Bu kötü gidişatı kalıcı şekilde durduracak tek gerçek çözüm ise insanın insanı sömürmediği, doğayı sermaye olarak değil içinde var olunan bir zenginlik olarak gören, geçmiş deneyimlerden ders alarak kendini yenilemiş bir sosyalizmi yeniden ve daha güçlü şekilde inşa etmekten geçiyor. Kapitalizm var kaldığı sürece savaşlar da, çatışmalar da, rekabet de, sömürü de var kalmaya devam edecektir!
Dünyanın pek çok yerinde olduğu gibi Türkiye’de de insan hayatı mermilerden daha ucuz. Cumhurbaşkanı Erdoğan’ın “bir mermi ne kadar biliyor musunuz?” sözleri hala kulağımızda çınlıyor. Bu bakış açısının sonucu ise “bir mermiden” dahi ucuz olan barışı inşa etmektense, ülkede ve bölgede, hatta deniz aşırı coğrafyalarda savaş politikalarını hayata geçirmek olmuştur. Ne zaman ki emekçi ve ezilen halklarımız bir araya gelir ve fiyatı sorulan o merminin kime sıkıldığına bakmaksızın “bir insanın değeri ne kadar biliyor musunuz?” diye sormayı başarırsak işte o zaman en kalıcı barışa bir adım daha yaklaşmış oluruz.
Türkiye egemenlerinin Kürtlere karşı on yıllardır sürdürdükleri savaşta 100 bine yakın insan hayatını kaybetti, milyonlarca Kürt köylerini, yurtlarını terk etmek zorunda kaldı. Türk sermayesi ve devletinin Kürtlere karşı savaşı sınırlarının ötesine taşmış durumda. Egemenler Suriye, Irak ve İran’daki Kürtlere yönelik imha, işgal ve asimilasyon politikalarını yükseltmiş durumda. Ve bu insanlık suçu politikalar tüm dünya devletlerinin gözleri önünde yaşanıyor. Türk devleti neredeyse canlı yayında Kürt Halkını katliama tabi tutuyor.
Emperyalist devletler Türk devletinin savaş suçlarına göz yumarken Kürt halkının eşit haklar, barış ve adalet için örgütlenmesini “terörist faaliyet” olarak kriminalize etmek istiyorlar. Oysa Kürt Halkı ve Özgürlük Hareketi Türk, Kürt, Arap, Fars, Süryani, Ermeni, Dürzi, Ezidi, Rum, Laz bütün bölge halklarının eşit ve özgürce bir arada yaşamasını savunuyor. Ortadoğu’yu savaş meydanına, can pazarına çeviren güçler, bölgeye ilişkin tamamen barışçıl bir politikaya sahip olan Kürt Özgürlük hareketini bir muhatap olarak kabul etmek yerine kalıcılaşmasını istedikleri savaş ve işgal politikalarının önünde yok edilmesi gereken bir engel olarak görüyorlar.

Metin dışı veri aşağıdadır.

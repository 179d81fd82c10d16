//! shortreel fetches a YouTube video and produces a locally playable MP4
//! suitable for a vertical short.
//!
//! The pipeline resolves the remote stream catalog, selects either one
//! progressive stream or a best-video/best-audio pair, downloads the needed
//! streams, and remuxes separately fetched tracks into a single container.
//! When the primary provider throttles or fails in a recoverable way, the
//! whole pipeline is retried once against a fallback provider with a relaxed
//! selection rule.
//!
//! # Examples
//!
//! ```rust, no_run
//! # use shortreel::{Pipeline, VideoReference};
//! # #[tokio::main]
//! # async fn main() -> Result<(), Box<dyn std::error::Error>> {
//! let reference = VideoReference::from_url("https://youtu.be/dQw4w9WgXcQ")?;
//!
//! let pipeline = Pipeline::new("ffmpeg", "output")?;
//! let media = pipeline.run(&reference).await?;
//!
//! println!("Saved {:?} ({}x{})", media.path, media.width, media.height);
//! # Ok(())
//! # }
//! ```

use crate::error::Result;
use crate::fetcher::{Fetcher, StreamTransfer};
use crate::model::selector::TARGET_HEIGHT;
use crate::muxer::Muxer;
use crate::resolver::{CatalogProvider, StreamApiProvider};
use crate::utils::file_system;
use std::fmt;
use std::path::{Path, PathBuf};

pub mod error;
pub mod executor;
pub mod fetcher;
pub mod model;
pub mod muxer;
pub mod pipeline;
pub mod promo;
pub mod resolver;
pub mod utils;

pub use error::{Error, Result as PipelineResult};
pub use model::{MediaResult, VideoReference};

/// The acquisition-and-muxing pipeline.
///
/// Holds everything one run needs: the two catalog providers, the stream
/// fetcher, the muxer with its injected ffmpeg path, and the output
/// directory where artifacts land. The orchestration itself lives in the
/// [`pipeline`] module.
pub struct Pipeline {
    /// The provider tried first, with the strict selection rule.
    pub(crate) primary: Box<dyn CatalogProvider>,
    /// The provider used after a recoverable primary failure.
    pub(crate) secondary: Box<dyn CatalogProvider>,
    pub(crate) fetcher: Box<dyn StreamTransfer>,
    pub(crate) muxer: Muxer,
    /// The directory where stream artifacts and the final file are written.
    pub(crate) output_dir: PathBuf,
    /// The resolution tier the selection aims for.
    pub(crate) target_height: u32,
}

impl fmt::Display for Pipeline {
    fn fmt(&self, f: &mut fmt::Formatter<'_>) -> fmt::Result {
        write!(
            f,
            "Pipeline(primary = {}, secondary = {}, output_dir = {:?})",
            self.primary.name(),
            self.secondary.name(),
            self.output_dir
        )
    }
}

impl Pipeline {
    /// Creates a pipeline with the default provider pair.
    ///
    /// # Arguments
    ///
    /// * `ffmpeg` - The ffmpeg executable the muxer will invoke.
    /// * `output_dir` - The directory where artifacts are written.
    ///
    /// # Errors
    ///
    /// Returns an error if the output directory could not be created or an
    /// HTTP client could not be built.
    pub fn new(ffmpeg: impl Into<PathBuf>, output_dir: impl AsRef<Path>) -> Result<Self> {
        Self::with_providers(
            Box::new(StreamApiProvider::primary()?),
            Box::new(StreamApiProvider::fallback()?),
            Muxer::new(ffmpeg),
            output_dir,
        )
    }

    /// Creates a pipeline with explicit providers, for alternate API
    /// instances or tests.
    ///
    /// # Errors
    ///
    /// Returns an error if the output directory could not be created or an
    /// HTTP client could not be built.
    pub fn with_providers(
        primary: Box<dyn CatalogProvider>,
        secondary: Box<dyn CatalogProvider>,
        muxer: Muxer,
        output_dir: impl AsRef<Path>,
    ) -> Result<Self> {
        file_system::create_dir(output_dir.as_ref())?;

        Ok(Self {
            primary,
            secondary,
            fetcher: Box::new(Fetcher::new()?),
            muxer,
            output_dir: output_dir.as_ref().to_path_buf(),
            target_height: TARGET_HEIGHT,
        })
    }

    /// Sets the resolution tier the selection aims for.
    pub fn with_target_height(mut self, height: u32) -> Self {
        self.target_height = height;
        self
    }
}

Sadece ülkemiz değil yanı başımızda Suriye, Yemen, Libya yangın yerine dönmüş durumda. Bütün Ortadoğu ve Kuzey Afrika emperyalist odakların paylaşım savaşı meydanına çevrildi. Şimdi de bu gerilim Doğu Akdeniz’deki doğalgaz rezervleriyle yeniden harlanıyor.
Bütün bu politikaların, hamasi nutukların, demokrasi savunusu yalanlarının arkasındaki tek gerçek neden kapitalistlerin kar hırslarıdır. Dünyayı ve yaşamı ekolojik, insani, maddi ve manevi çöküşe sürükleyen kapitalizmi durdurmanın mümkün olmadığının bilincinde olarak dünyanın bütün emekçi halkalarını ve ezilenlerini barış için, eşit, özgür, ekolojik bir yaşam için ellerini, akıllarını ve güçlerini birleştirmeye çağırıyoruz.